There is significant evidence suggesting the increasing vulnerability to diabetes and cardiovascular disorders in mothers. Evidence also exists indicating the role of in-utero imprinting on elevating the risks of diabetes and cardio-metabolic disorders in children born to mothers with hyperglycemia in pregnancy. This creates a need for a global focus on prevention, screening, diagnosis, and management of hyperglycemia during pregnancy. Hence, the International Federation of Gynecology and Obstetrics (FIGO) organized a group of international experts to document issues and suggest solutions for the management of GDM.

Diabetes in Pregnancy Study Group of India (DIPSI) and FIGO recommends screening of all pregnant women during the 1st trimester and between 24-28 weeks of gestation with a single-step procedure to diagnose GDM.

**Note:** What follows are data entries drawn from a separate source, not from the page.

//! Font size presets for labels and overlays.

/// Named font sizes used by the pad renderer.
///
/// A fixed typographic scale: button labels, overlay body text, overlay
/// headings, and two larger display sizes kept for consumer styling.
#[derive(Debug, Clone, Copy, PartialEq, Eq)]
pub enum FontSize {
    /// Button labels (14px)
    Button,
    /// Overlay body rows (10px)
    Small,
    /// Overlay headings (20px)
    Medium,
    /// Large display text (24px)
    Large,
    /// Huge display text (48px)
    Huge,
}

impl FontSize {
    /// Size in surface pixels.
    pub fn px(self) -> f64 {
        match self {
            FontSize::Button => 14.0,
            FontSize::Small => 10.0,
            FontSize::Medium => 20.0,
            FontSize::Large => 24.0,
            FontSize::Huge => 48.0,
        }
    }
}
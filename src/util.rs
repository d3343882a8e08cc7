//! Geometry helpers shared by hit-testing and rendering.

/// Axis-aligned rectangle in surface coordinates.
#[derive(Debug, Clone, Copy, PartialEq)]
pub struct Rect {
    pub x: f64,
    pub y: f64,
    pub width: f64,
    pub height: f64,
}

impl Rect {
    /// Creates a new rectangle. Width/height must be non-negative.
    pub fn new(x: f64, y: f64, width: f64, height: f64) -> Self {
        Self {
            x,
            y,
            width,
            height,
        }
    }

    /// Returns true if the point lies strictly inside the rectangle.
    pub fn contains(&self, px: f64, py: f64) -> bool {
        px > self.x && px < self.x + self.width && py > self.y && py < self.y + self.height
    }

    /// Returns a copy grown evenly in all directions by `amount`.
    pub fn inflate(&self, amount: f64) -> Self {
        Self {
            x: self.x - amount,
            y: self.y - amount,
            width: self.width + amount * 2.0,
            height: self.height + amount * 2.0,
        }
    }
}

/// Euclidean distance between two points.
pub fn distance(x1: f64, y1: f64, x2: f64, y2: f64) -> f64 {
    let dx = x2 - x1;
    let dy = y2 - y1;
    (dx * dx + dy * dy).sqrt()
}

/// Sign of a displacement as -1, 0 or 1.
///
/// Unlike `f64::signum` this maps zero (either sign) to zero, which is what
/// the direction keys in the state snapshot expect.
pub fn sign(v: f64) -> f64 {
    if v > 0.0 {
        1.0
    } else if v < 0.0 {
        -1.0
    } else {
        0.0
    }
}

/// Clamps a rounded-corner radius so it never exceeds half the rect extent.
///
/// Free-standing so drawing backends can share it without extending their
/// native context types.
pub fn corner_radius(r: f64, width: f64, height: f64) -> f64 {
    r.min(width / 2.0).min(height / 2.0)
}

  • Measure fasting/non-fasting 2-hr value after 75g-OGTT
  • Diagnosis is best using venous plasma sample, but using a calibrated hand-held glucometer is also acceptable
  • Reading between 7.8-11.0 mmol or 140-199 mg/dl indicates GDM

Medical Nutrition Therapy (MNT) plays a crucial role in managing GDM and also significantly affects women and neonates. MNT focusses on ensuring acceptable weight gain during pregnancy and fetus growth with maintained euglycemia. A diet with optimum energy content and macronutrient distribution is important. The classical intervention restricts the intake of carbohydrates, however, the recent evidence favors a low-glycemic index diet in pregnancy.

Glycemic Index (GI) is used to rank carbohydrate-containing foods based on their ability to raise blood glucose levels as compared with a reference food. It is a tool that is used to understand the blood glucose response of different carbohydrate-containing foods. Thus, GI enables the appropriate selection of foods. According to Riccardi et al., low GI foods have consistently shown a beneficial effect on blood glucose control in both the short and long term in people with diabetes.

GI uses a scale of 0 to 100, with higher values representing foods that cause the most rapid rise in blood glucose levels. The GI of foods is classified as low GI (<55), medium GI (56-69) and high GI (>70). The GI of food has been developed to compare the physiological effects of carbohydrates on glucose.

Dietary proteins are considered low in GI in nature and may be beneficial in diabetes management. Research suggests that increasing protein may help in improving insulin sensitivity, increase satiety, and help in weight management in people with diabetes. In women with GDM, studies suggest that a low GI diet is associated with:

  • Decrease in postprandial glucose
  • Reduced insulin usage
  • Decrease in risk of macrosomia
  • Decrease in risk of C-section delivery

The Recommended Dietary Allowances of protein for non-pregnant, non-lactating women is 55 g/day. This protein requirement can be met by adequate consumption of protein-rich foods like meat, egg, fish, poultry, dairy products, soy, pulses, dals, and nuts. There is ~50% increase in the need for protein during pregnancy (82.2 g/day) and lactation (77.9 g/day). Approximately 90% of Indian pregnant women’s diet is found to be protein deficient and their recommended protein needs are not being met. This demonstrates that Indian women are unable to fully meet the additional demands of pregnancy and lactation through diet alone. One way by which the protein gap can be bridged is through the use of nutritional supplements that provides good quality protein along with other vital nutrients. In women with GDM, it is important that the supplement used provides high protein and also have low GI, which has been shown to have beneficial effect in controlling blood glucose fluctuations. Additionally, presence of good amount of fiber would be an added advantage since fiber has been associated with improved glycemic control and weight management.

Hence, to minimize and prevent the maternal and fetal complications associated with GDM, it is important that the diet is given special attention and appropriate nutritional supplements are given as described above.